Typically, you'd want to have the test process a .deb and find and parse the control.txt, so... both?
So I've been trying to find ways on how to unpack Debian packages using python and so far haven't had any luck in that . The test.deb file in test/assets has a structure like: test.deb --->control.tar.xz ---> . ---> control --->usr/bin ... Need Ideas on how to proceed.
We have a deb extractor in extractor.py. I think it's called extract_file_deb
or something equally obvious. You could probably just use that.
Hello @terriko , @anthonyharrison @b31ngd3v @Rexbeast2 Finally I was able to make my code parse a debian package and bring out the contents of its control file. However, I wouldnt expect any cves to actualy be present since this is purely a test file. So, if I write the usual test in test_language_scanner , Im bound to get an assertion error. How do i solve this? Also , please help me with the issue in bandit linter as it says that tarfile library has high severity. I went through all the docs and the ways and still couldnt find a way to build a tarfile extractor without using that library. Even the internal library of python uses a function shutil.unpack_archive which in turn uses _extract_tarfile functions which uses tarfile library. What to do ?
Only review and merge left. Thanx @terriko (I want to remove some of the comments from the code but If i do it now it will get stuck in the CI due to failing tests. Will open another doc issue for that)
Eagerly Waiting for review :)
Just a heads up: this has a bunch of merge conflicts now and will need some work.
I'll get back to solving this as soon as we have the PURL generation for language parsers and their tests figured out. @terriko @anthonyharrison
Marking this as blocked so I don't look at it again until after 3.3 is out.
Marking this as blocked so I don't look at it again until after 3.3 is out.
Sure! I did mention working on this issue as part of stretch goals in my GSOC project. Maybe I'll get to it in the community bonding period.
Btw, When will the 3.3 version be coming out? @terriko
Hello @terriko , Since the release is out I was thinking we can finally work on finishing this one. Or should this be prioritised after 3.3.1 release is out? (Merge conflicts have been resolved)
I've barely started with 3.3.1 planning so I expect this will get merged long before there, but it's going to be at least a few weeks. I'm severely backlogged on non-cve-bin-tool stuff at the moment and have to put my focus elsewhere.

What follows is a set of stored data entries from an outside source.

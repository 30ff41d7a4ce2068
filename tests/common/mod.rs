//! Scripted in-memory sources for swarm tests. Each fake source answers the
//! range protocol over a duplex pipe, so sessions run end to end without
//! touching the network.
#![allow(dead_code)]

use futures_util::future::BoxFuture;
use rust_swarm::download::hash_tree::HashTree;
use rust_swarm::download::interval::Interval;
use rust_swarm::download::protocol::{encode_response_head, parse_request_head};
use rust_swarm::net::{BoxedStream, Connector};
use std::collections::HashMap;
use std::path::PathBuf;
use std::sync::atomic::{AtomicBool, AtomicUsize, Ordering};
use std::sync::{Arc, Mutex};
use std::time::{Duration, Instant};
use tokio::io::{AsyncReadExt, AsyncWriteExt, DuplexStream};

const PIPE_CAPACITY: usize = 64 * 1024;
const PIECE: usize = 16 * 1024;

/// How one fake source misbehaves.
#[derive(Debug, Clone, Default)]
pub struct Script {
    /// Range requests answered with a queue slot before serving.
    pub queue_replies: usize,
    pub queue_position: u32,
    pub queue_poll_secs: u64,
    /// After this many served ranges every request gets a plain 503.
    pub busy_after: Option<usize>,
    /// Flips the byte at this offset the first time it is served.
    pub corrupt_once: Option<u64>,
    /// Sends the body `n` bytes at a time with a pause in between.
    pub trickle: Option<(usize, Duration)>,
    /// Pause after every body piece at full speed.
    pub pace: Option<Duration>,
    /// Served on `/uri-res/N2X` and advertised in every reply.
    pub tree: Option<HashTree>,
}

/// One request a fake source answered.
#[derive(Debug, Clone)]
pub struct Served {
    pub source: String,
    pub range: Option<Interval>,
    pub status: u16,
    pub at: Instant,
}

struct FakeSource {
    data: Arc<Vec<u8>>,
    script: Script,
    queued: AtomicUsize,
    ranges: AtomicUsize,
    corrupted: AtomicBool,
}

/// A set of fake sources reachable through `Connector`.
#[derive(Clone, Default)]
pub struct FakeSwarm {
    sources: Arc<Mutex<HashMap<String, Arc<FakeSource>>>>,
    log: Arc<Mutex<Vec<Served>>>,
    connects: Arc<AtomicUsize>,
}

impl FakeSwarm {
    pub fn new() -> Self {
        Self::default()
    }

    pub fn add(&self, address: &str, data: Arc<Vec<u8>>, script: Script) {
        self.sources.lock().expect("sources").insert(
            address.to_string(),
            Arc::new(FakeSource {
                data,
                script,
                queued: AtomicUsize::new(0),
                ranges: AtomicUsize::new(0),
                corrupted: AtomicBool::new(false),
            }),
        );
    }

    pub fn served(&self) -> Vec<Served> {
        self.log.lock().expect("log").clone()
    }

    pub fn served_by(&self, address: &str) -> Vec<Served> {
        self.served()
            .into_iter()
            .filter(|s| s.source == address)
            .collect()
    }

    pub fn connects(&self) -> usize {
        self.connects.load(Ordering::Relaxed)
    }
}

impl Connector for FakeSwarm {
    fn connect<'a>(
        &'a self,
        host: &'a str,
        port: u16,
        _connect_timeout: Duration,
    ) -> BoxFuture<'a, std::io::Result<BoxedStream>> {
        Box::pin(async move {
            let address = format!("{host}:{port}");
            let source = self.sources.lock().expect("sources").get(&address).cloned();
            let Some(source) = source else {
                return Err(std::io::Error::new(
                    std::io::ErrorKind::ConnectionRefused,
                    format!("no fake source at {address}"),
                ));
            };
            self.connects.fetch_add(1, Ordering::Relaxed);
            let (client, server) = tokio::io::duplex(PIPE_CAPACITY);
            tokio::spawn(serve(server, address, source, self.log.clone()));
            Ok(Box::new(client) as BoxedStream)
        })
    }
}

async fn read_request(stream: &mut DuplexStream) -> Option<Vec<u8>> {
    let mut buf = Vec::new();
    let mut byte = [0u8; 1];
    while !buf.ends_with(b"\r\n\r\n") {
        stream.read_exact(&mut byte).await.ok()?;
        buf.push(byte[0]);
    }
    Some(buf)
}

async fn reply(stream: &mut DuplexStream, status: u16, reason: &str, headers: &[(&str, String)]) -> bool {
    stream
        .write_all(encode_response_head(status, reason, headers).as_bytes())
        .await
        .is_ok()
}

async fn send_body(stream: &mut DuplexStream, body: &[u8], script: &Script) -> bool {
    let (step, pause) = match script.trickle {
        Some((n, pause)) => (n.max(1), Some(pause)),
        None => (PIECE, script.pace),
    };
    for piece in body.chunks(step) {
        if stream.write_all(piece).await.is_err() {
            return false;
        }
        if let Some(pause) = pause {
            tokio::time::sleep(pause).await;
        }
    }
    true
}

async fn serve(
    mut stream: DuplexStream,
    address: String,
    src: Arc<FakeSource>,
    log: Arc<Mutex<Vec<Served>>>,
) {
    let size = src.data.len() as u64;
    let record = |range: Option<Interval>, status: u16| {
        log.lock().expect("log").push(Served {
            source: address.clone(),
            range,
            status,
            at: Instant::now(),
        });
    };
    let thex = src
        .script
        .tree
        .as_ref()
        .map(|t| format!("/uri-res/N2X?root:{}", t.root_hex()));

    loop {
        let Some(raw) = read_request(&mut stream).await else {
            return;
        };
        let Ok(req) = parse_request_head(&raw) else {
            return;
        };

        if req.is_tree_request() {
            let Some(tree) = &src.script.tree else {
                record(None, 404);
                if !reply(&mut stream, 404, "Not Found", &[("Content-Length", "0".into())]).await {
                    return;
                }
                continue;
            };
            let body = serde_json::to_vec(tree).expect("tree json");
            record(None, 200);
            if !reply(&mut stream, 200, "OK", &[("Content-Length", body.len().to_string())]).await
                || stream.write_all(&body).await.is_err()
            {
                return;
            }
            continue;
        }

        let range = match req.range() {
            Ok(Some(r)) => r,
            Ok(None) => Interval::new(0, size.saturating_sub(1)),
            Err(_) => {
                record(None, 400);
                return;
            }
        };

        if src
            .script
            .busy_after
            .is_some_and(|limit| src.ranges.load(Ordering::SeqCst) >= limit)
        {
            record(Some(range), 503);
            let ok = reply(
                &mut stream,
                503,
                "Busy",
                &[("Retry-After", "60".into()), ("Content-Length", "0".into())],
            )
            .await;
            if !ok {
                return;
            }
            continue;
        }

        if src.queued.load(Ordering::SeqCst) < src.script.queue_replies {
            src.queued.fetch_add(1, Ordering::SeqCst);
            record(Some(range), 503);
            let queue = format!(
                "position={},length=10,limit=1,pollMin={},pollMax={}",
                src.script.queue_position,
                src.script.queue_poll_secs,
                src.script.queue_poll_secs * 2
            );
            if !reply(
                &mut stream,
                503,
                "Queued",
                &[("X-Queue", queue), ("Content-Length", "0".into())],
            )
            .await
            {
                return;
            }
            continue;
        }

        if range.low >= size {
            record(Some(range), 416);
            if !reply(&mut stream, 416, "Range Not Satisfiable", &[("Content-Length", "0".into())]).await {
                return;
            }
            continue;
        }

        let granted = Interval::new(range.low, range.high.min(size - 1));
        src.ranges.fetch_add(1, Ordering::SeqCst);
        record(Some(granted), 206);

        let mut body = src.data[granted.low as usize..=granted.high as usize].to_vec();
        if let Some(offset) = src.script.corrupt_once
            && granted.contains(offset)
            && !src.corrupted.swap(true, Ordering::SeqCst)
        {
            body[(offset - granted.low) as usize] ^= 0xff;
        }

        let mut headers = vec![
            (
                "Content-Range",
                format!("bytes {}-{}/{}", granted.low, granted.high, size),
            ),
            ("Content-Length", granted.len().to_string()),
        ];
        if let Some(uri) = &thex {
            headers.push(("X-Thex-URI", uri.clone()));
        }
        if !reply(&mut stream, 206, "Partial Content", &headers).await {
            return;
        }
        if !send_body(&mut stream, &body, &src.script).await {
            return;
        }
    }
}

/// Deterministic bytes that differ across offsets.
pub fn test_data(len: usize) -> Arc<Vec<u8>> {
    Arc::new((0..len).map(|i| (i * 31 % 251) as u8).collect())
}

pub fn temp_dir(tag: &str) -> PathBuf {
    let nanos = std::time::SystemTime::now()
        .duration_since(std::time::UNIX_EPOCH)
        .expect("clock")
        .as_nanos();
    let dir = std::env::temp_dir().join(format!("rust-swarm-it-{tag}-{nanos}"));
    std::fs::create_dir_all(&dir).expect("mkdir");
    dir
}

pub async fn within<T>(limit: Duration, fut: impl std::future::Future<Output = T>) -> T {
    tokio::time::timeout(limit, fut).await.expect("timed out")
}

I've barely started with 3.3.1 planning so I expect this will get merged long before there, but it's going to be at least a few weeks. I'm severely backlogged on non-cve-bin-tool stuff at the moment and have to put my focus elsewhere.
Absolutely no problem at all! I think this one is almost ready to merge except that I would have to add a script which creates a temporary debian file to test the code itself. But I thought it may end up being more expensive than what we are doing now.
As for testing files: for now, let's got with just including the .deb in git. I'm going to have to deal with the OpenSSF's insistence on there not being binary files eventually but I think at the moment it's more important to me that we have a functional test if it's not super easy to just have a makefile for it or something.